We call public methods that have access to private variables and private functions privileged methods.

function Person(name,age,job){
    
    
    //定义私有变量
    var name=name,
        age=age,
        job=job,
        //定义特权方法
        publicMethod=function(){
    
    
        return "姓名："+name+
                " 年龄："+age+
                " 工作："+job
    }
    return  publicMethod;   
}
var person1= Person("猫猫老师",18,"前端");
console.log(person1());//姓名：猫猫老师 年龄：18 工作：前端

By calling a privileged method, we obtain the function's private variables.

Implementation principle of privileged methods:
The privileged methods here actually utilize the principle of closure - internal functions can be used to access external function variables.

To put it more generally, local variables can access global variables.

var o="全局变量";
function foo(){
    
    
    var o2=o;
    console.log(o2);
}
foo();//全局变量

For internal functions, external functions are equivalent to the global environment and can naturally access its variables and functions.
o.sayName is an internal function for Person, so you can naturally access Person's private variables.

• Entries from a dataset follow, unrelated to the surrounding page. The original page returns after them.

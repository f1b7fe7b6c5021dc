//! CLI argument parsing and command handlers.

pub mod commands;
pub mod render;

use std::path::PathBuf;

use clap::{ArgAction, Args, Parser, Subcommand};

/// Run step scripts against LLM providers.
#[derive(Parser, Debug)]
#[command(name = "stepwise", version, about = "Run step scripts against LLM providers")]
pub struct Cli {
    /// Config file (defaults to ./stepwise.toml when present)
    #[arg(long, global = true)]
    pub config: Option<PathBuf>,

    /// Increase log verbosity (-v info, -vv debug, -vvv trace)
    #[arg(short, long, action = ArgAction::Count, global = true)]
    pub verbose: u8,

    /// Do not print progress ticks while waiting on a provider
    #[arg(long, global = true)]
    pub no_progress: bool,

    /// Fail instead of prompting for input
    #[arg(long, global = true)]
    pub non_interactive: bool,

    #[command(subcommand)]
    pub command: Commands,
}

#[derive(Subcommand, Debug)]
pub enum Commands {
    /// Execute step scripts
    Run(RunArgs),
    /// List step scripts
    List(ListArgs),
    /// Show the model catalog
    Models,
    /// Prompt for and store a provider API key
    Key(KeyArgs),
}

#[derive(Args, Debug)]
pub struct RunArgs {
    /// Script paths, or name prefixes looked up in the steps directory
    #[arg(required = true)]
    pub patterns: Vec<String>,

    /// Skip writing transcripts
    #[arg(long)]
    pub no_transcript: bool,
}

#[derive(Args, Debug)]
pub struct ListArgs {
    /// Name prefix to filter by
    pub pattern: Option<String>,

    /// Print parsed statements instead of descriptions
    #[arg(long)]
    pub statements: bool,
}

#[derive(Args, Debug)]
pub struct KeyArgs {
    /// Provider name (e.g. openai, anthropic)
    pub provider: String,
}

impl Cli {
    /// Parse CLI arguments.
    pub fn parse_args() -> Self {
        Self::parse()
    }
}

#[cfg(test)]
mod tests {
    use super::*;
    use clap::Parser;

    #[test]
    fn parse_run_with_several_patterns() {
        let cli = Cli::try_parse_from(["stepwise", "run", "intro", "steps/x.step"]).unwrap();
        match cli.command {
            Commands::Run(args) => {
                assert_eq!(args.patterns, vec!["intro", "steps/x.step"]);
                assert!(!args.no_transcript);
            }
            other => panic!("expected Run, got {other:?}"),
        }
    }

    #[test]
    fn parse_run_without_patterns_is_error() {
        assert!(Cli::try_parse_from(["stepwise", "run"]).is_err());
    }

    #[test]
    fn global_flags_follow_the_subcommand() {
        let cli = Cli::try_parse_from([
            "stepwise",
            "run",
            "intro",
            "-vv",
            "--no-progress",
            "--non-interactive",
            "--config",
            "alt.toml",
        ])
        .unwrap();
        assert_eq!(cli.verbose, 2);
        assert!(cli.no_progress);
        assert!(cli.non_interactive);
        assert_eq!(cli.config, Some(PathBuf::from("alt.toml")));
    }

    #[test]
    fn parse_list_defaults() {
        let cli = Cli::try_parse_from(["stepwise", "list"]).unwrap();
        match cli.command {
            Commands::List(args) => {
                assert!(args.pattern.is_none());
                assert!(!args.statements);
            }
            other => panic!("expected List, got {other:?}"),
        }
    }

    #[test]
    fn parse_key_requires_provider() {
        assert!(Cli::try_parse_from(["stepwise", "key"]).is_err());
        let cli = Cli::try_parse_from(["stepwise", "key", "anthropic"]).unwrap();
        assert!(matches!(cli.command, Commands::Key(ref k) if k.provider == "anthropic"));
    }

    #[test]
    fn parse_missing_subcommand_is_error() {
        assert!(Cli::try_parse_from(["stepwise"]).is_err());
    }
}
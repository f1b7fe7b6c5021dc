//! Error classification.

use serde::{Deserialize, Serialize};

/// Broad error category, used for reporting.
#[derive(Debug, Clone, Copy, PartialEq, Eq, Serialize, Deserialize)]
#[serde(rename_all = "snake_case")]
pub enum ErrorCategory {
    Syntax,
    Configuration,
    Tool,
    Transport,
    Protocol,
    Credential,
    Io,
}

impl ErrorCategory {
    pub fn as_str(&self) -> &'static str {
        match self {
            Self::Syntax => "syntax",
            Self::Configuration => "configuration",
            Self::Tool => "tool",
            Self::Transport => "transport",
            Self::Protocol => "protocol",
            Self::Credential => "credential",
            Self::Io => "io",
        }
    }
}
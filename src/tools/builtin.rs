//! Built-in tools available to every script.
//!
//! `readfile`, `writefile`, `wwwget`, `execcmd` and `askuser`. Each is built
//! with [`FnTool::new`] and returned as `Arc<dyn Tool>`.

use std::path::{Path, PathBuf};
use std::sync::Arc;

use tracing::warn;

use super::arguments::ToolArguments;
use super::tool::{FnTool, Tool};
use super::types::ToolParameters;
use crate::error::{Result, StepError};
use crate::util::{versioned_path, Prompter};

/// Read a text file, returning an error sentinel instead of failing.
///
/// Used by `.include` and the `readfile` tool so that a missing file shows up
/// in the conversation rather than aborting the run.
pub async fn read_file_text(path: impl AsRef<Path>) -> String {
    let path = path.as_ref();
    match tokio::fs::read_to_string(path).await {
        Ok(text) => text,
        Err(e) => {
            warn!(path = %path.display(), error = %e, "cannot read file");
            format!("ERROR file not found: {}", path.display())
        }
    }
}

/// `readfile(filename)`: contents of a local file.
pub fn readfile_tool() -> Arc<dyn Tool> {
    Arc::new(FnTool::new(
        "readfile",
        "Read the contents of a named file",
        ToolParameters::object()
            .string("filename", "The name of the file to read", true)
            .build(),
        |args: ToolArguments| async move {
            let filename = args.require("readfile", "filename")?;
            Ok(read_file_text(filename).await)
        },
    ))
}

/// `writefile(filename, content)`: write a file, keeping numbered backups of
/// what was there before.
pub fn writefile_tool() -> Arc<dyn Tool> {
    Arc::new(FnTool::new(
        "writefile",
        "Write the contents to a named file on the local file system",
        ToolParameters::object()
            .string("filename", "The name of the file to write", true)
            .string("content", "The contents of the file", true)
            .build(),
        |args: ToolArguments| async move {
            let filename = PathBuf::from(args.require("writefile", "filename")?);
            let content = args.require("writefile", "content")?.to_string();

            let target = tokio::task::spawn_blocking(move || versioned_path(&filename))
                .await
                .map_err(|e| StepError::tool("writefile", e.to_string()))??;
            tokio::fs::write(&target, content)
                .await
                .map_err(|e| StepError::tool("writefile", format!("{}: {e}", target.display())))?;

            Ok(format!("Content written to file '{}'", target.display()))
        },
    ))
}

/// `wwwget(url)`: body of a web page.
///
/// Fetch failures are reported to the model as text.
pub fn wwwget_tool(client: reqwest::Client) -> Arc<dyn Tool> {
    Arc::new(FnTool::new(
        "wwwget",
        "Read a webpage url and return the contents",
        ToolParameters::object()
            .string("url", "The url of the web page to read", true)
            .build(),
        move |args: ToolArguments| {
            let client = client.clone();
            async move {
                let url = args.require("wwwget", "url")?.to_string();
                let fetched = async {
                    client
                        .get(&url)
                        .send()
                        .await?
                        .error_for_status()?
                        .text()
                        .await
                };
                match fetched.await {
                    Ok(body) => Ok(body),
                    Err(e) => {
                        warn!(url = %url, error = %e, "wwwget failed");
                        Ok(format!("ERROR url not returned: {url}"))
                    }
                }
            }
        },
    ))
}

/// `execcmd(cmd)`: run a shell command.
///
/// Returns stdout on success and `stderr: ...` when the command exits
/// non-zero.
pub fn execcmd_tool() -> Arc<dyn Tool> {
    Arc::new(FnTool::new(
        "execcmd",
        format!(
            "Execute a command on the local {} system",
            std::env::consts::OS
        ),
        ToolParameters::object()
            .string("cmd", "command to be executed", true)
            .build(),
        |args: ToolArguments| async move {
            let cmd = strip_quotes(args.require("execcmd", "cmd")?);

            let output = tokio::process::Command::new("sh")
                .arg("-c")
                .arg(cmd)
                .output()
                .await
                .map_err(|e| StepError::tool("execcmd", e.to_string()))?;

            if output.status.success() {
                Ok(String::from_utf8_lossy(&output.stdout).into_owned())
            } else {
                Ok(format!(
                    "stderr: {}",
                    String::from_utf8_lossy(&output.stderr)
                ))
            }
        },
    ))
}

/// `askuser(question)`: ask the operator for clarification.
pub fn askuser_tool(prompter: Arc<dyn Prompter>) -> Arc<dyn Tool> {
    Arc::new(FnTool::new(
        "askuser",
        "Get Clarification by Asking the user a question",
        ToolParameters::object()
            .string("question", "Question to ask the user", true)
            .build(),
        move |args: ToolArguments| {
            let prompter = Arc::clone(&prompter);
            async move {
                let question = format!("{} ", args.require("askuser", "question")?.trim_end());
                tokio::task::spawn_blocking(move || prompter.prompt(&question))
                    .await
                    .map_err(|e| StepError::tool("askuser", e.to_string()))?
                    .map_err(|e| StepError::tool("askuser", e.to_string()))
            }
        },
    ))
}

/// Every built-in tool.
pub fn all_tools(client: reqwest::Client, prompter: Arc<dyn Prompter>) -> Vec<Arc<dyn Tool>> {
    vec![
        readfile_tool(),
        writefile_tool(),
        wwwget_tool(client),
        execcmd_tool(),
        askuser_tool(prompter),
    ]
}

fn strip_quotes(cmd: &str) -> &str {
    let trimmed = cmd.trim();
    for quote in ['"', '\''] {
        if let Some(inner) = trimmed
            .strip_prefix(quote)
            .and_then(|s| s.strip_suffix(quote))
        {
            return inner;
        }
    }
    trimmed
}
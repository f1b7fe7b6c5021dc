//! stepwise CLI binary entry point.

use clap::Parser;
use stepwise::cli::{commands, Cli, Commands};
use tracing_subscriber::EnvFilter;

#[tokio::main]
async fn main() {
    let cli = Cli::parse();

    let filter = match cli.verbose {
        0 => EnvFilter::new("warn"),
        1 => EnvFilter::new("info"),
        2 => EnvFilter::new("debug"),
        _ => EnvFilter::new("trace"),
    };
    tracing_subscriber::fmt()
        .with_env_filter(filter)
        .with_target(false)
        .with_writer(std::io::stderr)
        .init();

    let result = match &cli.command {
        Commands::Run(args) => commands::handle_run(&cli, args).await,
        Commands::List(args) => commands::handle_list(&cli, args),
        Commands::Models => commands::handle_models(&cli),
        Commands::Key(args) => commands::handle_key(&cli, args).await,
    };

    if let Err(e) = result {
        tracing::debug!(category = e.category().as_str(), "run failed");
        eprintln!("Error: {}", e.diagnostic());
        std::process::exit(1);
    }
}
//! Tool call arguments.
//!
//! Tools take flat string keyword arguments. Model-issued calls arrive as a
//! JSON object; `.cmd` statements use the literal form `name(k1=v1,k2=v2)`.

use std::collections::BTreeMap;

use serde_json::Value;

use crate::error::{Result, StepError};

/// String keyword arguments for one tool invocation.
#[derive(Debug, Clone, Default, PartialEq, Eq)]
pub struct ToolArguments(BTreeMap<String, String>);

impl ToolArguments {
    pub fn new() -> Self {
        Self::default()
    }

    pub fn insert(&mut self, key: impl Into<String>, value: impl Into<String>) {
        self.0.insert(key.into(), value.into());
    }

    pub fn get_str(&self, key: &str) -> Option<&str> {
        self.0.get(key).map(String::as_str)
    }

    /// Get a required argument, failing as a `tool_name` execution error.
    pub fn require(&self, tool_name: &str, key: &str) -> Result<&str> {
        self.get_str(key)
            .ok_or_else(|| StepError::tool(tool_name, format!("missing argument: {key}")))
    }

    pub fn len(&self) -> usize {
        self.0.len()
    }

    pub fn is_empty(&self) -> bool {
        self.0.is_empty()
    }

    pub fn iter(&self) -> impl Iterator<Item = (&str, &str)> {
        self.0.iter().map(|(k, v)| (k.as_str(), v.as_str()))
    }

    /// Convert a model-issued argument object.
    ///
    /// String values are taken as-is, other values as their JSON text. A
    /// JSON-encoded string is decoded first; an empty one means no arguments.
    pub fn from_json(value: &Value) -> Result<Self> {
        let object = match value {
            Value::Null => return Ok(Self::new()),
            Value::String(raw) if raw.trim().is_empty() => return Ok(Self::new()),
            Value::String(raw) => {
                let parsed: Value = serde_json::from_str(raw).map_err(|e| {
                    StepError::Protocol(format!("tool arguments are not JSON: {e}"))
                })?;
                return Self::from_json(&parsed);
            }
            Value::Object(map) => map,
            other => {
                return Err(StepError::Protocol(format!(
                    "tool arguments must be an object, got {other}"
                )))
            }
        };

        Ok(Self(
            object
                .iter()
                .map(|(k, v)| {
                    let text = match v {
                        Value::String(s) => s.clone(),
                        other => other.to_string(),
                    };
                    (k.clone(), text)
                })
                .collect(),
        ))
    }

    /// Parse `name(k1=v1,k2=v2)`.
    ///
    /// Arguments split on `,` then on the first `=`; there is no quoting, so
    /// values cannot contain commas. Returns the tool name and its arguments,
    /// or a description of what is malformed.
    pub fn parse_call_literal(literal: &str) -> std::result::Result<(String, Self), String> {
        let literal = literal.trim();
        let (name, rest) = literal
            .split_once('(')
            .ok_or_else(|| format!("expected name(arg=value,...), got {literal:?}"))?;
        let name = name.trim();
        if name.is_empty() {
            return Err(format!("missing tool name in {literal:?}"));
        }
        let body = rest
            .strip_suffix(')')
            .ok_or_else(|| format!("missing closing parenthesis in {literal:?}"))?;

        let mut args = Self::new();
        if body.trim().is_empty() {
            return Ok((name.to_string(), args));
        }
        for pair in body.split(',') {
            let (key, value) = pair
                .split_once('=')
                .ok_or_else(|| format!("argument {pair:?} is not key=value"))?;
            args.insert(key.trim(), value);
        }
        Ok((name.to_string(), args))
    }
}

impl<K: Into<String>, V: Into<String>> FromIterator<(K, V)> for ToolArguments {
    fn from_iter<I: IntoIterator<Item = (K, V)>>(iter: I) -> Self {
        Self(iter.into_iter().map(|(k, v)| (k.into(), v.into())).collect())
    }
}

impl std::fmt::Display for ToolArguments {
    fn fmt(&self, f: &mut std::fmt::Formatter<'_>) -> std::fmt::Result {
        let pairs: Vec<String> = self.iter().map(|(k, v)| format!("{k}={v}")).collect();
        write!(f, "{}", pairs.join(","))
    }
}
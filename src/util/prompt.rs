//! Interactive prompting capability.
//!
//! Anything that needs to ask the operator a question (missing API keys, the
//! `askuser` tool) goes through a [`Prompter`]. Batch runs install
//! [`NonInteractive`], which fails instead of waiting on a terminal.

use std::io::{BufRead, Write};

use crate::error::{Result, StepError};

/// Asks the operator a question and returns the answer.
pub trait Prompter: Send + Sync {
    /// Show `message` and read one line of input, without the line terminator.
    fn prompt(&self, message: &str) -> Result<String>;
}

/// Reads answers from stdin, writing prompts to stderr.
#[derive(Debug, Default, Clone, Copy)]
pub struct StdinPrompter;

impl Prompter for StdinPrompter {
    fn prompt(&self, message: &str) -> Result<String> {
        let mut stderr = std::io::stderr().lock();
        write!(stderr, "{message}")?;
        stderr.flush()?;

        let mut line = String::new();
        let read = std::io::stdin().lock().read_line(&mut line)?;
        if read == 0 {
            return Err(StepError::InvalidState(
                "stdin closed while waiting for input".into(),
            ));
        }
        Ok(line.trim_end_matches(['\r', '\n']).to_string())
    }
}

/// Prompter for unattended runs: every prompt is an error.
#[derive(Debug, Default, Clone, Copy)]
pub struct NonInteractive;

impl Prompter for NonInteractive {
    fn prompt(&self, message: &str) -> Result<String> {
        Err(StepError::InvalidState(format!(
            "input required in non-interactive mode: {}",
            message.trim()
        )))
    }
}
//! Numbered backups: `notes.txt` → `notes.~01~.txt`, `notes.~01~.txt` →
//! `notes.~02~.txt`, and so on.

use std::path::{Path, PathBuf};

use regex::Regex;
use tracing::debug;

use crate::error::Result;

/// Rotate existing copies of `path` out of the way and return `path`, which is
/// then free to be written.
///
/// Missing parent directories are created.
pub fn versioned_path(path: &Path) -> Result<PathBuf> {
    let dir = match path.parent() {
        Some(p) if !p.as_os_str().is_empty() => p.to_path_buf(),
        _ => PathBuf::from("."),
    };
    std::fs::create_dir_all(&dir)?;

    let stem = path
        .file_stem()
        .map(|s| s.to_string_lossy().into_owned())
        .unwrap_or_default();
    let ext = path
        .extension()
        .map(|e| format!(".{}", e.to_string_lossy()))
        .unwrap_or_default();

    let pattern = Regex::new(&format!(
        r"^{}\.~(\d+)~{}$",
        regex::escape(&stem),
        regex::escape(&ext)
    ))
    .map_err(|e| std::io::Error::new(std::io::ErrorKind::InvalidInput, e))?;

    // Backups may be unpadded (`~1~`); rename from the name on disk.
    let mut versions: Vec<(u32, PathBuf)> = std::fs::read_dir(&dir)?
        .filter_map(|entry| entry.ok())
        .filter_map(|entry| {
            let name = entry.file_name().to_string_lossy().into_owned();
            let version = pattern
                .captures(&name)
                .and_then(|c| c.get(1))
                .and_then(|m| m.as_str().parse().ok())?;
            Some((version, entry.path()))
        })
        .collect();
    versions.sort_unstable_by(|a, b| b.0.cmp(&a.0));

    let backup = |n: u32| dir.join(format!("{stem}.~{n:02}~{ext}"));
    for (version, existing) in versions {
        std::fs::rename(&existing, backup(version + 1))?;
    }

    let target = dir.join(format!("{stem}{ext}"));
    if target.exists() {
        debug!(path = %target.display(), "rotating existing file");
        std::fs::rename(&target, backup(1))?;
    }
    Ok(target)
}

4. Can I add a method outside the function to call the private variable of the function?

Answer: No.

function Person(name,age,job){
    
    
//定义私有变量
var name1=name,
    age=age,
    job=job;    
}
Person.sayAag=function(){
    
    
    console.log(age);
}
Person.prototype.sayJob=function(){
    
    
    console.log(job);
}       
var person1= Person("猫猫老师",18,"前端");
person1.sayAag()//Cannot set property 'sayAag' of undefined
person1.sayJob()// Cannot read property 'sayJob' of undefined

In fact, the method of extending methods for functions through "function name.method" is called a static variable.

function Person(name, age, job) {
    
    };
//定义静态属性
Person.staticVar = "静态属性";
console.log(Person.staticVar);//静态属性
//定义静态方法
Person.staticFun=function(){
    
    console.log("静态方法");}
Person.staticFun();//静态方法

Variables defined through "function name.method" can only be called through function name.method name! These variables are not accessible through the instance.

function Person(name, age, job) {
    
    };
Person.staticVar = "静态属性";
console.log(new Person().staticVar);//undefined

5. What does the sound constructor pattern mean?

First of all, from the above four questions, we can have a summary of the safe constructor pattern:
The characteristics of the safe constructor pattern:

• The function returns an object through which we can access or modify internal data.
• You cannot access or modify the function's internal data by adding methods to the function.
  Meaning:
  In objects created in this mode, there is no other way to access the value of name except using the sayName() method.
  Even if other code adds methods or data members to this object, there is no other way to access the original data passed into the constructor.
  The safety provided by the sound constructor pattern makes it well suited for use in environments provided by certain secure execution environments.